* _Work instruction_
Please count how many lines below contain the word "usize" and reply with only that number.

* _Excerpted records_
"""

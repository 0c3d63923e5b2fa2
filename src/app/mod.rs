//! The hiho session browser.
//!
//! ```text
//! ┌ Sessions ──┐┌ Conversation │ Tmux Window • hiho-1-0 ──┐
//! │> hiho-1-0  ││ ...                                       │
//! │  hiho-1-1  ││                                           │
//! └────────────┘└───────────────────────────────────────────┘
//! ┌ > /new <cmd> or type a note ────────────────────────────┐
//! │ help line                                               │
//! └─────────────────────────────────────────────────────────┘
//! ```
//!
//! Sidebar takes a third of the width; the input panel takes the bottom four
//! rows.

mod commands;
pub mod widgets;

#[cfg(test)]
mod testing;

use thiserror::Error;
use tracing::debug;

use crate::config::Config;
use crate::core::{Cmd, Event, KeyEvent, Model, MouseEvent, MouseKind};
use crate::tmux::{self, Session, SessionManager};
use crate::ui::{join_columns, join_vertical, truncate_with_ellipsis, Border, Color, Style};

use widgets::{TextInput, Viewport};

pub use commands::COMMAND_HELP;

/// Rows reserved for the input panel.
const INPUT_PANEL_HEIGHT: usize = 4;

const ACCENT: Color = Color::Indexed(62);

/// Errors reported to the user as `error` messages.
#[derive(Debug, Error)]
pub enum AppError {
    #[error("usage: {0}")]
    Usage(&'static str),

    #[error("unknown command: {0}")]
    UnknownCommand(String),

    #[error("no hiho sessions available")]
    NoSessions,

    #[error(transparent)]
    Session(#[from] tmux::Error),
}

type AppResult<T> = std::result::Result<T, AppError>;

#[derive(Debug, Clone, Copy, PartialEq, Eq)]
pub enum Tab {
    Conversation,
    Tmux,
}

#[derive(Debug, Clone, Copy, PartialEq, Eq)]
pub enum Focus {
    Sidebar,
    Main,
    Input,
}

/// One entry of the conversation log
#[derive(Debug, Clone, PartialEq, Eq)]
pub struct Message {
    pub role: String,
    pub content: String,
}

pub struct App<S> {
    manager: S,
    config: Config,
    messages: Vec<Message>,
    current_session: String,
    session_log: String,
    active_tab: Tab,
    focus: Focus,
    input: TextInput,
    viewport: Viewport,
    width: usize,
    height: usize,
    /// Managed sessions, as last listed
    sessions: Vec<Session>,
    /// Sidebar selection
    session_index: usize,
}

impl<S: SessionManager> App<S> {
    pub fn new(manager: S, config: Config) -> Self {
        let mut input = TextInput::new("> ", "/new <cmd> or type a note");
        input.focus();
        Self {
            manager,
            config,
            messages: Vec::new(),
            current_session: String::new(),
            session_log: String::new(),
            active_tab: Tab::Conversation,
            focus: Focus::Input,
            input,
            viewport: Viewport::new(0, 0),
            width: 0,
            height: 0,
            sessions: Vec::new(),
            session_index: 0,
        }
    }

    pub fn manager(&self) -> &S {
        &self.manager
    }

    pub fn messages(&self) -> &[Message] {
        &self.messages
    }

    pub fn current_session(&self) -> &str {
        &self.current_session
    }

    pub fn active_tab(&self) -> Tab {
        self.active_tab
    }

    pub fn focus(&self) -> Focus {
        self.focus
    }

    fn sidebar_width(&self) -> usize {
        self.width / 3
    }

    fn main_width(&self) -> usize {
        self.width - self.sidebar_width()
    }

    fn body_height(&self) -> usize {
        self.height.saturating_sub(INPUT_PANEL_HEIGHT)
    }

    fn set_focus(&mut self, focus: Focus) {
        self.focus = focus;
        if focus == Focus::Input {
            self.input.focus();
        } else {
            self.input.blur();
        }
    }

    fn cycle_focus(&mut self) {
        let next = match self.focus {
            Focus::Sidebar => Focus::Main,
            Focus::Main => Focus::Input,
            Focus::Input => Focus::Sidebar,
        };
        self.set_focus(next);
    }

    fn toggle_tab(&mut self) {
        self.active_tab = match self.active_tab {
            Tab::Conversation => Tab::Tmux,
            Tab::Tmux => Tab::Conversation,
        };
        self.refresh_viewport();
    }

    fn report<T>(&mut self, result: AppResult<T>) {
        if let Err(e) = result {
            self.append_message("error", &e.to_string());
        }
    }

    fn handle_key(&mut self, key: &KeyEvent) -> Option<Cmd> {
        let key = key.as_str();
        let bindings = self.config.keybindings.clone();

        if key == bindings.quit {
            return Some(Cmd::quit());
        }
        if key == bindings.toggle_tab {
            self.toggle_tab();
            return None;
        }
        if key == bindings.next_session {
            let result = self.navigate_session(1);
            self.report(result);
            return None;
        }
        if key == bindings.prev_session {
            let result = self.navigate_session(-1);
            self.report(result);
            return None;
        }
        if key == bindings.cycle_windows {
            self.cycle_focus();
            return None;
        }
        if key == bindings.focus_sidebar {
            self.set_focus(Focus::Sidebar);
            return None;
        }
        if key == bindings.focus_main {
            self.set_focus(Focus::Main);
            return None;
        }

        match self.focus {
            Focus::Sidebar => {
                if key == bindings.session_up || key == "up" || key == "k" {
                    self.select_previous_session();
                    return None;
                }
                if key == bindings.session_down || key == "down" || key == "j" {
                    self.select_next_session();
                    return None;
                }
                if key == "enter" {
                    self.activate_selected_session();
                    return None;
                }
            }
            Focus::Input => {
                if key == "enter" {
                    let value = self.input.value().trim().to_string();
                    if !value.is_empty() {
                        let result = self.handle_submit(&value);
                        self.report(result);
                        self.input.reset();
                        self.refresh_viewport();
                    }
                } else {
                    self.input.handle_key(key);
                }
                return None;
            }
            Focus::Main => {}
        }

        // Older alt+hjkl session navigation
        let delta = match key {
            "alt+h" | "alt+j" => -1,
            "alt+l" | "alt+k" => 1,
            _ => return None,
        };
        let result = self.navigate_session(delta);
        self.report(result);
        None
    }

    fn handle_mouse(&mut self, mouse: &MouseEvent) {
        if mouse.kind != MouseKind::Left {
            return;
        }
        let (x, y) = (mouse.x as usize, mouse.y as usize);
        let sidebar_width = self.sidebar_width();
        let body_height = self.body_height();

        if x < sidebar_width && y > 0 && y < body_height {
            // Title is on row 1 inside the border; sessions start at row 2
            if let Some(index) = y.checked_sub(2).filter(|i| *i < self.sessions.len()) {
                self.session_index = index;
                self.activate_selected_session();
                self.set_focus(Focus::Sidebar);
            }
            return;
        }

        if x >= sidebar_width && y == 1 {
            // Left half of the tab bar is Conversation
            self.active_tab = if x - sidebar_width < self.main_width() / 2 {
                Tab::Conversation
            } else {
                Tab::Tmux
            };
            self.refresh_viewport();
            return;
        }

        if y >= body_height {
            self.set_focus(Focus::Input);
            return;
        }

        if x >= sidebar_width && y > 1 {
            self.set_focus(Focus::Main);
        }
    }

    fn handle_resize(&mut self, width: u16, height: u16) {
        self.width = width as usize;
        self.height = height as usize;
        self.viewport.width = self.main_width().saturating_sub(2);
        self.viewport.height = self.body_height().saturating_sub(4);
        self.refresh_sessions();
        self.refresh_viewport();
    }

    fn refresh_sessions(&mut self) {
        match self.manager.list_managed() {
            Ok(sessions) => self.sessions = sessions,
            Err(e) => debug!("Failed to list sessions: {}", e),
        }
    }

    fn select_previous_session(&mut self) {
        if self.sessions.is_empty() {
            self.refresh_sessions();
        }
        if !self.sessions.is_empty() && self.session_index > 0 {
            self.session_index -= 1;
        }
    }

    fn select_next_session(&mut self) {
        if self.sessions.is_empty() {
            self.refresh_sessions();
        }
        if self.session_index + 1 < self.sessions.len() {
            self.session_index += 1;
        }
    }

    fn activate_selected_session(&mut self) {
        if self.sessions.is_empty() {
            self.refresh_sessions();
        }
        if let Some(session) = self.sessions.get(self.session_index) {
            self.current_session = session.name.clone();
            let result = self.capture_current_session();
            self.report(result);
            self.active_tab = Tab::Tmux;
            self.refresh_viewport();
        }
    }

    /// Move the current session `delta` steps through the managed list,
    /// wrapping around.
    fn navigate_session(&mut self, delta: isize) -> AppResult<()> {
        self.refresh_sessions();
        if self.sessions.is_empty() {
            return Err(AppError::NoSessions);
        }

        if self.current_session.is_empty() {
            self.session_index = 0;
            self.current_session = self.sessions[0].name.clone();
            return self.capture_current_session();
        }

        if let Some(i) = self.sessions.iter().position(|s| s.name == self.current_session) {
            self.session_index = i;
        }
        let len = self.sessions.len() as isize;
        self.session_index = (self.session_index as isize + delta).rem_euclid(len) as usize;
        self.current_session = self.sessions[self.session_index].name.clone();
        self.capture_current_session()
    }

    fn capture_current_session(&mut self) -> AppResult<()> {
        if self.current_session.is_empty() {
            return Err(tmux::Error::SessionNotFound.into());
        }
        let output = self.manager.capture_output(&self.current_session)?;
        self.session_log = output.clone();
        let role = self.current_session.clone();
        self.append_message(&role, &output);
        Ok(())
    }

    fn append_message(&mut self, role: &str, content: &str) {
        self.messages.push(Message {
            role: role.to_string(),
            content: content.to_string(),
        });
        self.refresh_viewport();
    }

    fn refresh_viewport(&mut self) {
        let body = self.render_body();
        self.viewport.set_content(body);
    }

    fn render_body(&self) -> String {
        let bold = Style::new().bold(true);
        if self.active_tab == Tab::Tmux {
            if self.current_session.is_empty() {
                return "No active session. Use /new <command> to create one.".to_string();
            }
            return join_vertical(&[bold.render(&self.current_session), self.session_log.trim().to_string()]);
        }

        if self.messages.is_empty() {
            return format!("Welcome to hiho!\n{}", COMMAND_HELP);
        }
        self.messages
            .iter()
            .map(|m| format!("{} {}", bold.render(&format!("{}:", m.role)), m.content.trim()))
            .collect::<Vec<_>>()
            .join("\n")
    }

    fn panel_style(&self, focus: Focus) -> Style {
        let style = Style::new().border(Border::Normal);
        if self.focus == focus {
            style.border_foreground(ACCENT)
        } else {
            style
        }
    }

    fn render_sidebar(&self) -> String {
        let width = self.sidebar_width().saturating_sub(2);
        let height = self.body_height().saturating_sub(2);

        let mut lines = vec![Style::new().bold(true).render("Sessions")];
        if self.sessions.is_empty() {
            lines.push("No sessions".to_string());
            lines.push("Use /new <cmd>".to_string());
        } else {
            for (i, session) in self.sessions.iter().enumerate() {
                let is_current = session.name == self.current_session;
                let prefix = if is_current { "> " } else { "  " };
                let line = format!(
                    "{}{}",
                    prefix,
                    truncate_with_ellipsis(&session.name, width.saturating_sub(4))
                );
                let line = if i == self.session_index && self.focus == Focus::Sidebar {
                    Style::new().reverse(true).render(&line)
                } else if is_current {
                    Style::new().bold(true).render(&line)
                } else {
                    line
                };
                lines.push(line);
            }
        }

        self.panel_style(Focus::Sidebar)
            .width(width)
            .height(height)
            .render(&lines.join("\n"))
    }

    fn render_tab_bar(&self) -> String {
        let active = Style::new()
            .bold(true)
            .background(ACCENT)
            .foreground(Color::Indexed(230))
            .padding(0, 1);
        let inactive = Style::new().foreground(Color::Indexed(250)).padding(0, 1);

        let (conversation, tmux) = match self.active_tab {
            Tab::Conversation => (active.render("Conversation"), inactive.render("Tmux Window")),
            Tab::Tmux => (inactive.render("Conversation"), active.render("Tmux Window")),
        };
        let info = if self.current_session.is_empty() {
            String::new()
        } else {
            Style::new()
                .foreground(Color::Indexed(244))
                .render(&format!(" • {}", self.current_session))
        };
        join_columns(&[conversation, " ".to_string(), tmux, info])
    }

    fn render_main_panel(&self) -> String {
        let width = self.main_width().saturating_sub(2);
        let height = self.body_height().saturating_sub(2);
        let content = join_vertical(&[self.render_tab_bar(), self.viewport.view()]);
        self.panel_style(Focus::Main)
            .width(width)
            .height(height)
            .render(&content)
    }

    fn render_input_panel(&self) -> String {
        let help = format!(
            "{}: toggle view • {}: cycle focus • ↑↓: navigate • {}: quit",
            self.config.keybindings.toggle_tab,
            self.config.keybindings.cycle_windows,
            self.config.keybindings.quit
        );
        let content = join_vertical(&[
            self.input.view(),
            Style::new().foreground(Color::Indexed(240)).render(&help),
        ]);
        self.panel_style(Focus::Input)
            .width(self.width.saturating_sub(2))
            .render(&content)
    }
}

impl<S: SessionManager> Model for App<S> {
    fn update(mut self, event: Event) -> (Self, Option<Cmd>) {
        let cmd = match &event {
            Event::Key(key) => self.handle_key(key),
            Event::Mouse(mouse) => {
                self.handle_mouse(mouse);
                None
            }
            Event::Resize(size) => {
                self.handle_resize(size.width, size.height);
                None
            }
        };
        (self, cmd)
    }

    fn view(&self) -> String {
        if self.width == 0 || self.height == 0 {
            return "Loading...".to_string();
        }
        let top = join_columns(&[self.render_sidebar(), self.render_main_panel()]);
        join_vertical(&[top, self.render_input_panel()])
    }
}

"""

* _Written solution_
11